It was just another Monday when a man walked up to the parking lot of a Rosewood grocery store – naked.
He was not combative or acting erratic, Columbia police officers said. He was just standing there around 7 p.m., in mid-January. Officers would later find his clothes about a mile away, near Devine Street.
“He was looking up at the sky, and saying he was waiting on a sign,” said Capt. Christopher Roberts, the area’s region commander for the Columbia Police Department. “Officers talked to him accordingly, in a calm way.”
Officers determined the man was suffering from an episode related to his mental illness. Instead of being arrested, he was taken to a hospital, Roberts said.
Roberts attributed the response to training Columbia police officers undergo as part of their recertification process. It’s the kind of training mental health advocates are hoping to expand to all of the state’s law enforcement agencies through proposals making their way through the Legislature.
Lawmakers in both the House and Senate have introduced bills that would require law enforcement officers to complete training in mental health or addictive disorders as part of recertification.

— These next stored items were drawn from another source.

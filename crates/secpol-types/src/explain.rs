//! Explain registry for rules.
//!
//! Maps rule IDs and SCAP rule names to human-readable explanations with remediation guidance.

use crate::ids;

/// Explanation entry for a rule.
#[derive(Debug, Clone)]
pub struct Explanation {
    /// Short description of the rule.
    pub title: &'static str,
    /// What the rule checks and why it exists.
    pub description: &'static str,
    /// How to fix violations, and whether `secpol fix` can do it.
    pub remediation: &'static str,
}

/// Look up an explanation by rule id (`SLES-15-040200`) or rule name (`partition_for_home`).
///
/// Returns `None` if the identifier is not recognized.
pub fn lookup_explanation(identifier: &str) -> Option<Explanation> {
    match identifier {
        ids::RULE_NO_WIRELESS | ids::NAME_NO_WIRELESS => Some(explain_no_wireless()),
        ids::RULE_PARTITION_HOME | ids::NAME_PARTITION_HOME => {
            Some(explain_separate_mount_point("/home"))
        }
        ids::RULE_PARTITION_VAR | ids::NAME_PARTITION_VAR => {
            Some(explain_separate_mount_point("/var"))
        }
        ids::RULE_PARTITION_VAR_LOG_AUDIT | ids::NAME_PARTITION_VAR_LOG_AUDIT => {
            Some(explain_separate_mount_point("/var/log/audit"))
        }
        ids::RULE_ENCRYPT_PARTITIONS | ids::NAME_ENCRYPT_PARTITIONS => {
            Some(explain_encrypt_partitions())
        }
        ids::RULE_FIREWALL_ENABLED | ids::NAME_FIREWALL_ENABLED => Some(explain_firewall()),
        ids::RULE_BOOTLOADER_PASSWORD | ids::NAME_BOOTLOADER_PASSWORD => {
            Some(explain_bootloader_password())
        }
        _ => None,
    }
}

/// List all known rule IDs.
pub fn all_rule_ids() -> &'static [&'static str] {
    &[
        ids::RULE_NO_WIRELESS,
        ids::RULE_PARTITION_HOME,
        ids::RULE_PARTITION_VAR,
        ids::RULE_PARTITION_VAR_LOG_AUDIT,
        ids::RULE_ENCRYPT_PARTITIONS,
        ids::RULE_FIREWALL_ENABLED,
        ids::RULE_BOOTLOADER_PASSWORD,
    ]
}

/// List all known rule names.
pub fn all_rule_names() -> &'static [&'static str] {
    &[
        ids::NAME_NO_WIRELESS,
        ids::NAME_PARTITION_HOME,
        ids::NAME_PARTITION_VAR,
        ids::NAME_PARTITION_VAR_LOG_AUDIT,
        ids::NAME_ENCRYPT_PARTITIONS,
        ids::NAME_FIREWALL_ENABLED,
        ids::NAME_BOOTLOADER_PASSWORD,
    ]
}

fn explain_no_wireless() -> Explanation {
    Explanation {
        title: "Wireless Network Interfaces Disabled",
        description: "\
Detects wireless connections that would be brought up at boot.

A wireless connection is considered active unless its start mode is `off`.
Wireless interfaces widen the attack surface of a server and bypass the
network access controls applied to wired segments.",
        remediation: "\
`secpol fix` sets the start mode of every active wireless connection to `off`.
Running the fix again changes nothing.",
    }
}

fn explain_separate_mount_point(path: &'static str) -> Explanation {
    let description = match path {
        "/home" => {
            "\
Requires a dedicated file system mounted at /home.

Keeping user data on its own file system prevents users from filling the root
file system and allows stricter mount options for user-writable areas."
        }
        "/var" => {
            "\
Requires a dedicated file system mounted at /var.

Daemons write logs, caches and spool data under /var; a separate file system
keeps runaway growth from exhausting the root file system."
        }
        _ => {
            "\
Requires a dedicated file system mounted at /var/log/audit.

The audit trail must survive other log growth; a separate file system keeps
audit records from being lost when /var fills up."
        }
    };

    Explanation {
        title: "Separate Mount Point",
        description,
        remediation: "\
Adjust the partitioning proposal so a file system is mounted at the required
path. This cannot be fixed automatically.",
    }
}

fn explain_encrypt_partitions() -> Explanation {
    Explanation {
        title: "Encrypted File Systems",
        description: "\
Requires every mounted file system except the EFI system partition to sit on an
encrypted device.",
        remediation: "\
Enable encryption for the affected devices in the partitioning proposal. This
cannot be fixed automatically.",
    }
}

fn explain_firewall() -> Explanation {
    Explanation {
        title: "Firewall Enabled",
        description: "\
Requires the firewall service to be both enabled at boot and started.",
        remediation: "\
`secpol fix` enables and starts the firewall in the installation settings.",
    }
}

fn explain_bootloader_password() -> Explanation {
    Explanation {
        title: "Bootloader Password",
        description: "\
Requires a password for editing boot entries when a bootloader is configured.
Without it, anyone with console access can change kernel parameters and boot
into single-user mode.",
        remediation: "\
Set a bootloader password in the bootloader configuration. This cannot be fixed
automatically.",
    }
}

#[cfg(test)]
mod tests {
    use super::*;

    #[test]
    fn lookup_by_rule_id_and_name() {
        assert!(lookup_explanation(ids::RULE_NO_WIRELESS).is_some());
        assert!(lookup_explanation(ids::NAME_PARTITION_HOME).is_some());
    }

    #[test]
    fn mount_point_explanations_differ_per_path() {
        let home = lookup_explanation(ids::RULE_PARTITION_HOME).expect("home");
        let audit = lookup_explanation(ids::RULE_PARTITION_VAR_LOG_AUDIT).expect("audit");
        assert!(home.description.contains("/home"));
        assert!(audit.description.contains("/var/log/audit"));
    }

    #[test]
    fn lookup_unknown_returns_none() {
        assert!(lookup_explanation("package_aide_installed").is_none());
    }

    #[test]
    fn all_ids_and_names_are_explained() {
        for id in all_rule_ids().iter().chain(all_rule_names()) {
            assert!(
                lookup_explanation(id).is_some(),
                "identifier {} should be in registry",
                id
            );
        }
    }
}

Sen. Vincent Sheheen, D-Kershaw, sponsor of the Senate bill, said it’s unfair to place law enforcement officers in situations they’re not trained to deal with when they’re confronted with a mentally ill person.
“This is to not try to deal with the issue after an arrest, but actually try to help our law enforcement officers and our mentally ill before things escalate,” Sheheen said. “The goal here is to train all law enforcement in de-escalation techniques, and how to cope with people who aren’t necessarily criminals, but suffer from mental illness.”
Warehoused in jails and prisons
Officers without proper training can have difficulty determining whether a person they’re interacting with is mentally ill.
That can lead to the mentally ill being sent to jail for misdemeanors such as loitering, talking to themselves loudly or being a nuisance, said Bill Lindsey, executive director of the South Carolina affiliate of the National Alliance on Mental Illness, a nonprofit organization that aims to raise awareness about those affected by mental illnesses.
It can get worse with incarceration, because mental illness can go undiagnosed. Without proper treatment, mentally ill inmates often have time added to their detention or sentence for failing to comply with the directions of jail or prison staffers. The mentally ill usually serve two to two-and-a-half times more time than non-mentally ill inmates, Lindsey said.
“Mental illness is the only disease where people get arrested for having an illness,” Lindsey said. “It’s a medical issue, not a judicial issue.”
Paton Blough, an Upstate resident who has been diagnosed with bipolar disorder, said a manic episode led to his first arrest. He was arrested six times between 2005 and 2008 because of his illness. Half of those arrests turned violent because he feared police were there to kill him.
Blough discovered legislation in Indiana similar to the bills under consideration by both S.C. legislative chambers. He reached out to lawmakers to sponsor legislation here, because he believes it’s vital for officers to the right way to approach a person suffering from a mental episode.
“This bill is important because it saves lives, it helps keep families together. … It’s the right thing to do,” Blough said. “This is a moral issue.”
A slow process
Boosting training, however, can come at a cost.
In mid-February, when the House bill was discussed before a panel, Rep. Eddie Tallon, R-Spartanburg, worried about the time training would take away from officers being on the streets patrolling. Tallon suggested another approach.
“It should be done at the academy,” he said. “It should be done as soon as an officer goes through training.”
Would-be officers get training in recognizing people with mental illnesses, but the exact amount of training time is difficult to pin down. Though there is one four and a half-hour designated block of training, cadets get additional training on mental illnesses when learning about harassment, domestic violence and other issues, said Florence McCants, spokeswoman for the S.C. Criminal Justice Academy.
The House panel ultimately suspended debate on the bill without voting on it. Meanwhile, a Senate panel stripped some components of that chamber’s bill on Wednesday before advancing it.
The Senate panel added a requirement that all of the state’s law enforcement officers – even those with limited arresting capabilities – undergo the training, at the suggestion of Mark Keel, chief of the State Law Enforcement Division.
Through funding allocated in the state budget, National Alliance on Mental Illness trainers already travel to several law enforcement agencies throughout the state to teach a 40-hour course. The decision to have officers undergo the 40-hour training currently lies with the head of each agency.
Lindsey said the course, which is taught to about 20 officers at a time, is intensive. But it allows officers to put into practice what they’ve learned through simulations.
Ideally, the proposed bills would mandate that course for those in training at the academy, Lindsey said. The academy is better equipped to house cadets. But Lindsey said he’s OK with any of the bills, if they lead to more officers being trained.
“If somebody is at the point that police are called, they are in some sort of agitated, advanced state of psychosis,” Lindsey said. “Nine times out of 10, that person is terrified. If officers can be able to de-escalate a situation like that, it would lead to a much better outcome.”